Fraudulent conduct by an insured is much more difficult to establish than gross negligence. The Insurance Contract Act permits insurers to reject claims in the event of gross negligence in the following instances:
- On an insured’s misrepresentation of the risk to be insured
- Where there is inaccuracy in the notification of the loss
- On a failure to mitigate the consequences of the loss
- In theft and fire insurance, coverage can be rejected if the loss was due to the gross negligence (culpa in vigilando) of the insured.
However, Spanish courts have relaxed the application of these principles. Usually, they find that it is only fraud by the insured that entitles insurers to decline liability under the policy. The court's main reason for requiring fraud, instead of gross negligence is for the protection of the insured. In life insurance, rejection of coverage is only possible in fraudulent conduct cases, even under the Insurance Contract Act.
In other jurisdictions, there is a distinction between fraud, gross negligence and ordinary negligence, establishing three separate levels of liability. In Spain, the definition of fraud is clear and simple: the insured must act with bad faith in trying to increase the exposure of insurers.
The definition of negligence is not in the Insurance Contract Act but in the Civil Code. Negligence is defined as “the omission of due diligence needed according to the nature of the obligation, the moment, time and circumstances of those involved. When the obligation does not specify the level of diligence needed, it will be that expected from a sensible head of family”. Ordinary and gross negligence are not distinguished. The Supreme Court confirms that every case must be individually examined in order to determine the level of diligence needed. Once established, the Court can then determine whether the negligence was ordinary or gross, depending on its consequences.

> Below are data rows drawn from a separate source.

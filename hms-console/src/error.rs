//! Page-level errors

use hms_client::ClientError;
use shared::ErrorCode;
use thiserror::Error;

use crate::forms::FormErrors;

#[derive(Debug, Error)]
pub enum PageError {
    /// Form input rejected before any request was sent
    #[error("Dữ liệu không hợp lệ: {0}")]
    Validation(FormErrors),

    /// A required action input (note, reason, date range) is blank
    #[error("Thiếu thông tin: {0}")]
    MissingInput(&'static str),

    /// Operation needs data that has not been loaded yet
    #[error("Chưa tải dữ liệu")]
    NotLoaded,

    #[error(transparent)]
    Client(#[from] ClientError),
}

impl PageError {
    pub fn code(&self) -> ErrorCode {
        match self {
            Self::Validation(_) => ErrorCode::ValidationFailed,
            Self::MissingInput(_) => ErrorCode::RequiredField,
            Self::NotLoaded => ErrorCode::InvalidRequest,
            Self::Client(e) => e.code(),
        }
    }

    pub fn form_errors(&self) -> Option<&FormErrors> {
        match self {
            Self::Validation(errors) => Some(errors),
            _ => None,
        }
    }

    pub fn is_session_expired(&self) -> bool {
        matches!(self, Self::Client(e) if e.is_session_expired())
    }
}

impl From<FormErrors> for PageError {
    fn from(errors: FormErrors) -> Self {
        Self::Validation(errors)
    }
}

pub type PageResult<T> = Result<T, PageError>;

#[cfg(test)]
mod tests {
    use super::*;
    use hms_client::SESSION_EXPIRED_MESSAGE;

    #[test]
    fn test_codes() {
        let err = PageError::from(FormErrors::single("first_name", "x"));
        assert_eq!(err.code(), ErrorCode::ValidationFailed);
        assert!(err.form_errors().is_some());
        assert_eq!(PageError::MissingInput("note").code(), ErrorCode::RequiredField);
    }

    #[test]
    fn test_session_expired_passes_through() {
        let err = PageError::from(ClientError::SessionExpired);
        assert!(err.is_session_expired());
        assert_eq!(err.to_string(), SESSION_EXPIRED_MESSAGE);
        assert_eq!(err.code(), ErrorCode::SessionExpired);
    }
}
//! Employee Schedule Model (shift assignments)

use chrono::NaiveDate;
use serde::{Deserialize, Serialize};

use super::doctor_schedule::ScheduleStatus;

/// Assignment of an employee to a work shift on one date
#[derive(Debug, Clone, PartialEq, Serialize, Deserialize)]
#[serde(rename_all = "camelCase")]
pub struct EmployeeSchedule {
    pub schedule_id: i64,
    pub employee_id: i64,
    #[serde(default)]
    pub employee_name: Option<String>,
    pub work_shift_id: i64,
    #[serde(default)]
    pub shift_name: Option<String>,
    pub work_date: NaiveDate,
    #[serde(default)]
    pub status: ScheduleStatus,
    #[serde(default)]
    pub note: Option<String>,
}

/// Create/update employee schedule payload
#[derive(Debug, Clone, Serialize, Deserialize)]
#[serde(rename_all = "camelCase")]
pub struct EmployeeScheduleCreate {
    pub employee_id: i64,
    pub work_shift_id: i64,
    pub work_date: NaiveDate,
    #[serde(skip_serializing_if = "Option::is_none")]
    pub note: Option<String>,
}

pub type EmployeeScheduleUpdate = EmployeeScheduleCreate;
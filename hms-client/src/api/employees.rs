//! Employee API

use shared::models::{Employee, EmployeeCreate, EmployeeUpdate, RoleType};

use crate::{ApiClient, ClientResult};

const BASE: &str = "api/v1/employees";

#[derive(Debug, Clone)]
pub struct EmployeeApi {
    client: ApiClient,
}

crud_resource!(EmployeeApi, "employee", BASE, Employee, EmployeeCreate, EmployeeUpdate);

impl EmployeeApi {
    pub fn new(client: ApiClient) -> Self {
        Self { client }
    }

    /// Exact or prefix match on employee code
    pub async fn search_by_code(&self, code: &str) -> ClientResult<Vec<Employee>> {
        self.client
            .get_list(&format!("{BASE}/search/code"), &[("code", code.to_string())])
            .await
    }

    pub async fn search_by_name(&self, name: &str) -> ClientResult<Vec<Employee>> {
        self.client
            .get_list(&format!("{BASE}/search/name"), &[("name", name.to_string())])
            .await
    }

    pub async fn by_department(&self, department_id: i64) -> ClientResult<Vec<Employee>> {
        self.client
            .get_list(&format!("{BASE}/department/{department_id}"), &[])
            .await
    }

    pub async fn by_role(&self, role: RoleType) -> ClientResult<Vec<Employee>> {
        self.client
            .get_list(&format!("{BASE}/role/{}", role.as_str()), &[])
            .await
    }

    pub async fn activate(&self, id: i64) -> ClientResult<()> {
        self.client
            .call_discard::<()>(reqwest::Method::PUT, &format!("{BASE}/{id}/activate"), None)
            .await
    }

    pub async fn deactivate(&self, id: i64) -> ClientResult<()> {
        self.client
            .call_discard::<()>(reqwest::Method::PUT, &format!("{BASE}/{id}/deactivate"), None)
            .await
    }
}
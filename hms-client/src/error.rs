//! Client error types

use shared::ErrorCode;
use thiserror::Error;

/// Message shown whenever the backend rejects the bearer token (401/403).
pub const SESSION_EXPIRED_MESSAGE: &str = "Phiên đăng nhập đã hết hạn. Vui lòng đăng nhập lại.";

/// Client error type
#[derive(Debug, Error)]
pub enum ClientError {
    /// Network failure or unreadable response body
    #[error("HTTP error: {0}")]
    Http(#[from] reqwest::Error),

    /// Backend answered 401 or 403; the user must log in again
    #[error("{}", SESSION_EXPIRED_MESSAGE)]
    SessionExpired,

    /// Backend answered with any other non-2xx status
    #[error("{message}")]
    Api {
        status: u16,
        code: Option<ErrorCode>,
        message: String,
    },

    /// Serialization error
    #[error("Serialization error: {0}")]
    Serialization(#[from] serde_json::Error),

    /// Reading or writing the token file failed
    #[error("Token store error: {0}")]
    TokenStore(#[from] std::io::Error),

    /// Client configuration error
    #[error("Configuration error: {0}")]
    Config(String),
}

impl ClientError {
    pub fn is_session_expired(&self) -> bool {
        matches!(self, Self::SessionExpired)
    }

    /// Map to the most specific [`ErrorCode`]
    pub fn code(&self) -> ErrorCode {
        match self {
            Self::Http(e) if e.is_timeout() => ErrorCode::TimeoutError,
            Self::Http(_) => ErrorCode::NetworkError,
            Self::SessionExpired => ErrorCode::SessionExpired,
            Self::Api { code: Some(code), .. } => *code,
            Self::Api { status, .. } => match *status {
                400 | 422 => ErrorCode::ValidationFailed,
                404 => ErrorCode::NotFound,
                409 => ErrorCode::AlreadyExists,
                _ => ErrorCode::InternalError,
            },
            Self::Serialization(_) => ErrorCode::InternalError,
            Self::TokenStore(_) | Self::Config(_) => ErrorCode::ConfigError,
        }
    }
}

/// Result type for client operations
pub type ClientResult<T> = Result<T, ClientError>;

#[cfg(test)]
mod tests {
    use super::*;

    #[test]
    fn test_session_expired_message() {
        assert_eq!(ClientError::SessionExpired.to_string(), SESSION_EXPIRED_MESSAGE);
        assert!(ClientError::SessionExpired.is_session_expired());
        assert_eq!(ClientError::SessionExpired.code(), ErrorCode::SessionExpired);
    }

    #[test]
    fn test_api_error_code_mapping() {
        let with_code = ClientError::Api {
            status: 409,
            code: Some(ErrorCode::EmployeeCodeExists),
            message: "Mã nhân viên đã tồn tại".into(),
        };
        assert_eq!(with_code.code(), ErrorCode::EmployeeCodeExists);
        assert_eq!(with_code.to_string(), "Mã nhân viên đã tồn tại");

        let not_found = ClientError::Api {
            status: 404,
            code: None,
            message: "Not Found".into(),
        };
        assert_eq!(not_found.code(), ErrorCode::NotFound);

        let server = ClientError::Api {
            status: 502,
            code: None,
            message: "Bad Gateway".into(),
        };
        assert_eq!(server.code(), ErrorCode::InternalError);
    }
}
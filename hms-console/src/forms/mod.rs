//! Forms with field validation
//!
//! A form holds what the user typed. Attribute rules come from
//! [`validator::Validate`]; rules spanning several fields go in
//! [`Form::check_fields`]. Either way the result is a [`FormErrors`] map keyed
//! by snake_case field name, and nothing is sent while it is non-empty.

use std::collections::BTreeMap;
use std::fmt;

use rust_decimal::Decimal;
use validator::{Validate, ValidationError, ValidationErrors};

mod finance;
mod hr;
mod schedule;
mod time_off;

pub use finance::{DepositForm, PayInvoiceForm, RefundForm};
pub use hr::{AccountForm, EmployeeForm};
pub use schedule::{AvailabilityForm, DoctorScheduleForm, EmployeeScheduleForm, WorkShiftForm};
pub use time_off::TimeOffForm;

pub const MSG_REQUIRED: &str = "Trường này là bắt buộc";
pub const MSG_POSITIVE: &str = "Số tiền phải lớn hơn 0";
pub const MSG_END_BEFORE_START: &str = "Thời điểm kết thúc phải sau thời điểm bắt đầu";

/// Field name → message
#[derive(Debug, Clone, Default, PartialEq, Eq)]
pub struct FormErrors(BTreeMap<String, String>);

impl FormErrors {
    pub fn new() -> Self {
        Self::default()
    }

    pub fn single(field: &str, message: impl Into<String>) -> Self {
        let mut errors = Self::new();
        errors.add(field, message);
        errors
    }

    /// Record an error; the first message for a field is kept
    pub fn add(&mut self, field: &str, message: impl Into<String>) {
        self.0
            .entry(field.to_string())
            .or_insert_with(|| message.into());
    }

    pub fn get(&self, field: &str) -> Option<&str> {
        self.0.get(field).map(String::as_str)
    }

    pub fn contains(&self, field: &str) -> bool {
        self.0.contains_key(field)
    }

    pub fn is_empty(&self) -> bool {
        self.0.is_empty()
    }

    pub fn len(&self) -> usize {
        self.0.len()
    }

    pub fn iter(&self) -> impl Iterator<Item = (&str, &str)> {
        self.0.iter().map(|(k, v)| (k.as_str(), v.as_str()))
    }

    pub fn into_result(self) -> Result<(), FormErrors> {
        if self.is_empty() { Ok(()) } else { Err(self) }
    }
}

impl std::ops::Index<&str> for FormErrors {
    type Output = str;

    fn index(&self, field: &str) -> &str {
        self.get(field).unwrap_or("")
    }
}

impl fmt::Display for FormErrors {
    fn fmt(&self, f: &mut fmt::Formatter<'_>) -> fmt::Result {
        let mut first = true;
        for (field, message) in self.iter() {
            if !first {
                f.write_str("; ")?;
            }
            write!(f, "{field}: {message}")?;
            first = false;
        }
        Ok(())
    }
}

impl std::error::Error for FormErrors {}

impl From<ValidationErrors> for FormErrors {
    fn from(errors: ValidationErrors) -> Self {
        let mut out = FormErrors::new();
        for (field, list) in errors.field_errors() {
            if let Some(err) = list.first() {
                let message = err
                    .message
                    .as_ref()
                    .map(|m| m.to_string())
                    .unwrap_or_else(|| default_message(&err.code).to_string());
                out.add(&field, message);
            }
        }
        out
    }
}

fn default_message(code: &str) -> &'static str {
    match code {
        "required" | "not_blank" => MSG_REQUIRED,
        "positive" => MSG_POSITIVE,
        "length" => "Độ dài không hợp lệ",
        "range" => "Giá trị nằm ngoài khoảng cho phép",
        "email" => "Email không hợp lệ",
        _ => "Giá trị không hợp lệ",
    }
}

/// A validated form that produces a create payload
pub trait Form: Validate {
    type Create;

    /// Cross-field rules
    fn check_fields(&self, _errors: &mut FormErrors) {}

    /// Every problem with the current input
    fn errors(&self) -> FormErrors {
        let mut errors = match self.validate() {
            Ok(()) => FormErrors::new(),
            Err(e) => FormErrors::from(e),
        };
        self.check_fields(&mut errors);
        errors
    }

    fn check(&self) -> Result<(), FormErrors> {
        self.errors().into_result()
    }

    fn to_create(&self) -> Result<Self::Create, FormErrors>;
}

/// A form that can also edit an existing record
pub trait EditForm: Form {
    type Update;

    fn to_update(&self) -> Result<Self::Update, FormErrors>;
}

// ========== Validator functions ==========

pub(crate) fn not_blank(value: &str) -> Result<(), ValidationError> {
    if value.trim().is_empty() {
        return Err(ValidationError::new("not_blank").with_message(MSG_REQUIRED.into()));
    }
    Ok(())
}

pub(crate) fn positive(value: &Decimal) -> Result<(), ValidationError> {
    if *value <= Decimal::ZERO {
        return Err(ValidationError::new("positive").with_message(MSG_POSITIVE.into()));
    }
    Ok(())
}

// ========== Payload helpers ==========

/// Take a required value out of an `Option` field
pub(crate) fn required<T: Clone>(value: &Option<T>, field: &str) -> Result<T, FormErrors> {
    value
        .clone()
        .ok_or_else(|| FormErrors::single(field, MSG_REQUIRED))
}

/// Trimmed text, `None` when blank
pub(crate) fn optional_text(value: &Option<String>) -> Option<String> {
    value
        .as_deref()
        .map(str::trim)
        .filter(|v| !v.is_empty())
        .map(str::to_string)
}

/// Require `end >= start` when both are set, reporting on `end_field`
pub(crate) fn check_order<T: PartialOrd>(
    start: Option<&T>,
    end: Option<&T>,
    end_field: &str,
    errors: &mut FormErrors,
) {
    if let (Some(start), Some(end)) = (start, end)
        && end < start
    {
        errors.add(end_field, MSG_END_BEFORE_START);
    }
}
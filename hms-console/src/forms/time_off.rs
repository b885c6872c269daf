//! Leave request form

use chrono::NaiveDate;
use shared::models::{LeaveType, TimeOffCreate, TimeOffUpdate};
use validator::Validate;

use super::{EditForm, Form, FormErrors, check_order, optional_text, required};

#[derive(Debug, Clone, Default, Validate)]
pub struct TimeOffForm {
    #[validate(required)]
    pub employee_id: Option<i64>,
    #[validate(required)]
    pub leave_type: Option<LeaveType>,
    #[validate(required)]
    pub start_date: Option<NaiveDate>,
    #[validate(required)]
    pub end_date: Option<NaiveDate>,
    #[validate(length(max = 500))]
    pub reason: Option<String>,
}

impl Form for TimeOffForm {
    type Create = TimeOffCreate;

    fn check_fields(&self, errors: &mut FormErrors) {
        check_order(self.start_date.as_ref(), self.end_date.as_ref(), "end_date", errors);
    }

    fn to_create(&self) -> Result<TimeOffCreate, FormErrors> {
        self.check()?;
        Ok(TimeOffCreate {
            employee_id: required(&self.employee_id, "employee_id")?,
            leave_type: required(&self.leave_type, "leave_type")?,
            start_date: required(&self.start_date, "start_date")?,
            end_date: required(&self.end_date, "end_date")?,
            reason: optional_text(&self.reason),
        })
    }
}

impl EditForm for TimeOffForm {
    type Update = TimeOffUpdate;

    fn to_update(&self) -> Result<TimeOffUpdate, FormErrors> {
        self.check()?;
        Ok(TimeOffUpdate {
            leave_type: self.leave_type,
            start_date: self.start_date,
            end_date: self.end_date,
            reason: optional_text(&self.reason),
        })
    }
}
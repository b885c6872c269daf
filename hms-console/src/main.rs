//! hms - hospital administration console
//!
//! Reads `.env`, then the environment, then command-line flags. Output goes to
//! stdout; logs go to stderr (and to daily files when HMS_LOG_DIR is set).

mod cli;

use std::process::ExitCode;

use anyhow::Context;
use chrono::Datelike;
use clap::Parser;
use hms_client::{ApiClient, CrudResource};
use hms_console::cards::{
    AccountCard, EmployeeCard, InvoiceCard, LeaveBalanceCard, SettlementCard, StayCard,
    TextTable, TimeOffCard, account_table, doctor_schedule_table, employee_table, format_money,
    time_off_table, transaction_table, work_shift_table,
};
use hms_console::forms::{DepositForm, EmployeeForm, PayInvoiceForm, RefundForm, TimeOffForm};
use hms_console::pages::{
    AccountFilter, AccountPage, DoctorScheduleFilter, DoctorSchedulePage, EmployeeFilter,
    EmployeePage, EmployeeSearch, InpatientPaymentPage, LeaveBalanceWidget, TimeOffPage,
    WorkShiftPage,
};
use hms_console::{AppConfig, CrudList, ListFilter, init_logger};
use shared::models::{Employee, StayStatus, UserRole};

use cli::{
    AccountCommand, Cli, Command, DoctorScheduleCommand, EmployeeCommand, InpatientCommand,
    PageArgs, ShiftCommand, TimeOffCommand,
};

#[tokio::main]
async fn main() -> ExitCode {
    // Missing .env is fine
    let _ = dotenvy::dotenv();

    let cli = Cli::parse();
    let config = cli.apply(AppConfig::from_env());

    if let Err(e) = init_logger(&config.log_level, config.log_json, config.log_dir.as_deref()) {
        eprintln!("Không khởi tạo được log: {e:#}");
    }

    match run(cli.command, &config).await {
        Ok(()) => ExitCode::SUCCESS,
        Err(e) => {
            tracing::debug!(error = ?e, "Command failed");
            eprintln!("Lỗi: {e:#}");
            ExitCode::FAILURE
        }
    }
}

async fn run(command: Command, config: &AppConfig) -> anyhow::Result<()> {
    let client =
        ApiClient::new(&config.client_config()).context("Cấu hình máy chủ không hợp lệ")?;
    tracing::debug!(base_url = client.base_url(), "Client ready");

    match command {
        Command::Login { username, password } => {
            let user = client.auth().login(&username, &password).await?;
            println!(
                "Đã đăng nhập: {} ({})",
                user.full_name.as_deref().unwrap_or(&user.username),
                user.role
            );
        }
        Command::Logout => {
            client.auth().logout().await?;
            println!("Đã đăng xuất");
        }
        Command::Whoami => {
            let user = client.auth().me().await?;
            println!("{} ({})", user.username, user.role);
            if let Some(name) = user.full_name {
                println!("{name}");
            }
        }
        Command::Employees(cmd) => employees(&client, cmd).await?,
        Command::Accounts(cmd) => accounts(&client, cmd).await?,
        Command::DoctorSchedules(cmd) => doctor_schedules(&client, cmd).await?,
        Command::Shifts(cmd) => shifts(&client, cmd).await?,
        Command::TimeOff(cmd) => time_off(&client, cmd).await?,
        Command::LeaveBalance { employee, year } => {
            let year = year.unwrap_or_else(|| chrono::Local::now().year());
            let mut widget = LeaveBalanceWidget::new(&client, employee, year);
            let failed = widget.load().await;
            print!("{}", LeaveBalanceCard(&widget));
            if failed > 0 {
                eprintln!("Không tải được {failed} loại phép, hiển thị 0");
            }
        }
        Command::Inpatient(cmd) => inpatient(&client, cmd).await?,
    }
    Ok(())
}

/// Print one page of a filtered list with a "Trang x/y" footer
fn print_page<R, F>(
    list: &mut CrudList<R, F>,
    paging: PageArgs,
    table: impl FnOnce(&[&R::Item]) -> TextTable,
) where
    R: CrudResource,
    F: ListFilter<R::Item>,
{
    list.go_to_page(paging.page);
    let items = list.page_items();
    print!("{}", table(&items));
    println!(
        "Trang {}/{} ({} bản ghi)",
        list.page(),
        list.total_pages(),
        list.visible().len()
    );
}

async fn employees(client: &ApiClient, cmd: EmployeeCommand) -> anyhow::Result<()> {
    let mut page = EmployeePage::new(client);

    match cmd {
        EmployeeCommand::List {
            text,
            role,
            department,
            active,
            paging,
        } => {
            page.load().await?;
            let list = page.list_mut();
            list.set_page_size(paging.page_size);
            list.set_filter(EmployeeFilter {
                text,
                role,
                department_id: department,
                active,
            });
            print_page(list, paging, employee_table);
        }
        EmployeeCommand::Show { id } => {
            let employee = page.get(id).await?;
            print!("{}", EmployeeCard(&employee));
        }
        EmployeeCommand::Search {
            code,
            name,
            department,
            role,
        } => {
            let criteria = EmployeeSearch {
                code,
                name,
                department_id: department,
                role,
            };
            page.search(&criteria).await?;
            print!("{}", employee_table(&page.list().visible()));
        }
        EmployeeCommand::Create(args) => {
            let form = EmployeeForm {
                employee_code: args.code,
                first_name: args.first_name,
                last_name: args.last_name,
                date_of_birth: args.date_of_birth,
                phone: args.phone,
                email: args.email,
                department_id: args.department,
                role_type: args.role,
                hire_date: args.hire_date,
                ..EmployeeForm::default()
            };
            let employee = page.create(&form).await?;
            println!("{}", created_line(&employee));
            print!("{}", EmployeeCard(&employee));
        }
        EmployeeCommand::Delete { id } => {
            page.delete(id).await?;
            println!("Đã xóa nhân viên #{id}");
        }
    }
    Ok(())
}

fn created_line(employee: &Employee) -> String {
    format!(
        "Đã thêm nhân viên #{} ({})",
        employee.id, employee.employee_code
    )
}

async fn accounts(client: &ApiClient, cmd: AccountCommand) -> anyhow::Result<()> {
    let mut page = AccountPage::new(client);

    match cmd {
        AccountCommand::List {
            text,
            locked,
            paging,
        } => {
            page.load().await?;
            let list = page.list_mut();
            list.set_page_size(paging.page_size);
            list.set_filter(AccountFilter {
                text,
                locked,
                ..AccountFilter::default()
            });
            print_page(list, paging, account_table);
        }
        AccountCommand::ResetPassword { id, password } => {
            page.reset_password(id, &password).await?;
            println!("Đã đặt lại mật khẩu cho tài khoản #{id}");
        }
        AccountCommand::Lock { id } => {
            page.set_locked(id, true).await?;
            show_account(&page, id)?;
        }
        AccountCommand::Unlock { id } => {
            page.set_locked(id, false).await?;
            show_account(&page, id)?;
        }
    }
    Ok(())
}

fn show_account(page: &AccountPage, id: i64) -> anyhow::Result<()> {
    let account = page
        .list()
        .items()
        .iter()
        .find(|a| a.account_id == id)
        .with_context(|| format!("Không tìm thấy tài khoản #{id}"))?;
    print!("{}", AccountCard(account));
    Ok(())
}

async fn doctor_schedules(client: &ApiClient, cmd: DoctorScheduleCommand) -> anyhow::Result<()> {
    let mut page = DoctorSchedulePage::new(client);

    match cmd {
        DoctorScheduleCommand::List {
            doctor,
            from,
            to,
            paging,
        } => {
            match (from, to) {
                (Some(from), Some(to)) => {
                    page.load_range(from, to).await?;
                    // Range results are narrowed to the doctor locally
                    page.list_mut().set_filter(DoctorScheduleFilter {
                        doctor_employee_id: doctor,
                        ..DoctorScheduleFilter::default()
                    });
                }
                _ => {
                    match doctor {
                        Some(doctor) => page.load_for_doctor(doctor).await?,
                        None => page.load().await?,
                    };
                }
            }
            let list = page.list_mut();
            list.set_page_size(paging.page_size);
            print_page(list, paging, doctor_schedule_table);
        }
    }
    Ok(())
}

async fn shifts(client: &ApiClient, cmd: ShiftCommand) -> anyhow::Result<()> {
    let mut page = WorkShiftPage::new(client);

    match cmd {
        ShiftCommand::List { active } => {
            if active {
                page.load_active().await?;
            } else {
                page.load().await?;
            }
            print!("{}", work_shift_table(&page.list().visible()));
        }
    }
    Ok(())
}

async fn time_off(client: &ApiClient, cmd: TimeOffCommand) -> anyhow::Result<()> {
    let role = if client.auth().me().await?.is_hr() {
        UserRole::Hr
    } else {
        UserRole::Employee
    };
    let mut page = TimeOffPage::new(client, role);

    match cmd {
        TimeOffCommand::List { status, from, to } => {
            page.set_status_filter(status);
            if let (Some(from), Some(to)) = (from, to) {
                page.set_date_range(Some(from), Some(to))?;
                page.set_use_date_range(true);
            }
            page.refresh().await?;
            println!(
                "Đang nghỉ: {} | Sắp nghỉ: {}",
                page.current_count(),
                page.upcoming_count()
            );
            print!("{}", time_off_table(&page.displayed(), role));
        }
        TimeOffCommand::Request {
            employee,
            leave_type,
            from,
            to,
            reason,
        } => {
            let form = TimeOffForm {
                employee_id: Some(employee),
                leave_type: Some(leave_type),
                start_date: Some(from),
                end_date: Some(to),
                reason,
            };
            let request = page.submit(&form).await?;
            print!("{}", TimeOffCard { request: &request, role });
        }
        TimeOffCommand::Approve { id, note } => {
            page.approve(id, &note).await?;
            show_request(&page, id);
        }
        TimeOffCommand::Reject { id, reason } => {
            page.reject(id, &reason).await?;
            show_request(&page, id);
        }
        TimeOffCommand::Withdraw { id } => {
            page.withdraw(id).await?;
            show_request(&page, id);
        }
        TimeOffCommand::Delete { id } => {
            page.delete(id).await?;
            println!("Đã xóa đơn nghỉ #{id}");
        }
    }
    Ok(())
}

fn show_request(page: &TimeOffPage, id: i64) {
    match page.all_requests().iter().find(|r| r.request_id == id) {
        Some(request) => print!(
            "{}",
            TimeOffCard {
                request,
                role: page.role()
            }
        ),
        None => println!("Đã cập nhật đơn nghỉ #{id}"),
    }
}

async fn inpatient(client: &ApiClient, cmd: InpatientCommand) -> anyhow::Result<()> {
    let stay_id = match &cmd {
        InpatientCommand::Stays { status } => return list_stays(client, *status).await,
        InpatientCommand::Show { stay }
        | InpatientCommand::Deposit { stay, .. }
        | InpatientCommand::GenerateInvoice { stay }
        | InpatientCommand::Pay { stay, .. }
        | InpatientCommand::Refund { stay, .. }
        | InpatientCommand::Settle { stay } => *stay,
    };
    let mut page = InpatientPaymentPage::new(client, stay_id);
    page.load().await?;

    match cmd {
        InpatientCommand::Stays { .. } | InpatientCommand::Show { .. } => {}
        InpatientCommand::Deposit {
            amount,
            method,
            note,
            ..
        } => {
            let form = DepositForm {
                amount,
                payment_method: method,
                note,
            };
            let tx = page.deposit(&form).await?;
            println!(
                "Đã thu tạm ứng {} (giao dịch #{})",
                format_money(tx.amount),
                tx.transaction_id
            );
        }
        InpatientCommand::GenerateInvoice { .. } => {
            let invoice = page.generate_invoice().await?;
            print!("{}", InvoiceCard(&invoice));
        }
        InpatientCommand::Pay {
            invoice,
            amount,
            method,
            use_deposit,
            ..
        } => {
            let form = PayInvoiceForm {
                amount,
                payment_method: method,
                use_deposit,
            };
            let tx = page.pay_invoice(invoice, &form).await?;
            println!("Đã thanh toán {} cho hóa đơn #{invoice}", format_money(tx.amount));
        }
        InpatientCommand::Refund {
            amount,
            method,
            reason,
            ..
        } => {
            let form = RefundForm {
                amount,
                payment_method: method,
                reason,
            };
            let tx = page.refund(&form).await?;
            println!(
                "Đã hoàn {} (giao dịch #{})",
                format_money(tx.amount),
                tx.transaction_id
            );
        }
        InpatientCommand::Settle { .. } => {
            let result = page.settle().await?;
            print!("{}", SettlementCard(&result));
        }
    }

    print!(
        "{}",
        StayCard {
            stay: page.stay()?,
            balance: page.balance().ok(),
        }
    );
    for invoice in page.invoices() {
        print!("{}", InvoiceCard(invoice));
    }
    print!("{}", transaction_table(page.transactions()));
    Ok(())
}

async fn list_stays(client: &ApiClient, status: Option<StayStatus>) -> anyhow::Result<()> {
    let stays = client.inpatient().list_stays(status).await?;
    let mut table = TextTable::new(&["ID", "Bệnh nhân", "Khoa", "Nhập viện", "Trạng thái"]);
    for s in &stays {
        table.push(vec![
            s.stay_id.to_string(),
            s.patient_name.clone(),
            s.department_name.clone().unwrap_or_else(|| "-".into()),
            s.admission_date.to_string(),
            s.status.as_str().to_string(),
        ]);
    }
    print!("{table}");
    Ok(())
}

#[cfg(test)]
mod tests {
    use super::*;
    use shared::models::{Person, RoleType};

    #[test]
    fn test_created_line_uses_record_id() {
        let employee = Employee {
            id: 42,
            employee_code: "NV042".into(),
            person: Person {
                first_name: "Hoa".into(),
                last_name: "Đỗ".into(),
                ..Person::default()
            },
            department_id: Some(1),
            department_name: None,
            role_type: RoleType::Nurse,
            is_active: true,
            has_account: false,
            hire_date: None,
        };
        assert_eq!(created_line(&employee), "Đã thêm nhân viên #42 (NV042)");
    }
}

However, the criterion being followed by the courts is far from consistent. In a recent instance, the Court of Appeal of La Coruña ruled that the non-disclosure of an insured, whose daughter was under 25 years old and was going to be the regular driver of the insured vehicle, allowed the insurers to reject the coverage. But there is contrary case law on very similar facts, on the basis that this situation is an inadvertent omission in the proposal form, not giving insurers the right to reject coverage.
It is worthwhile noting that, even in cases where the existence of fraud or sufficiently convincing gross negligence has been proved to the court, insurers will have to overcome a second hurdle prior to being entitled to reject the claim. They will have to prove that the conduct of the insured caused a direct and quantifiable loss under the terms of the policy.
Statutory insurance law and related case law in Spain are based on the principle that it is necessary to protect the insured as the weaker party of the contract. It does not seem reasonable though, that the protection the insured enjoys in Spain prevents the pursuit of insurance fraud. It would be better for all parties involved if steps were taken to establish a system where the parties’ intentions when entering the contract, and the contract itself, were given greater priority by the courts when considering claims.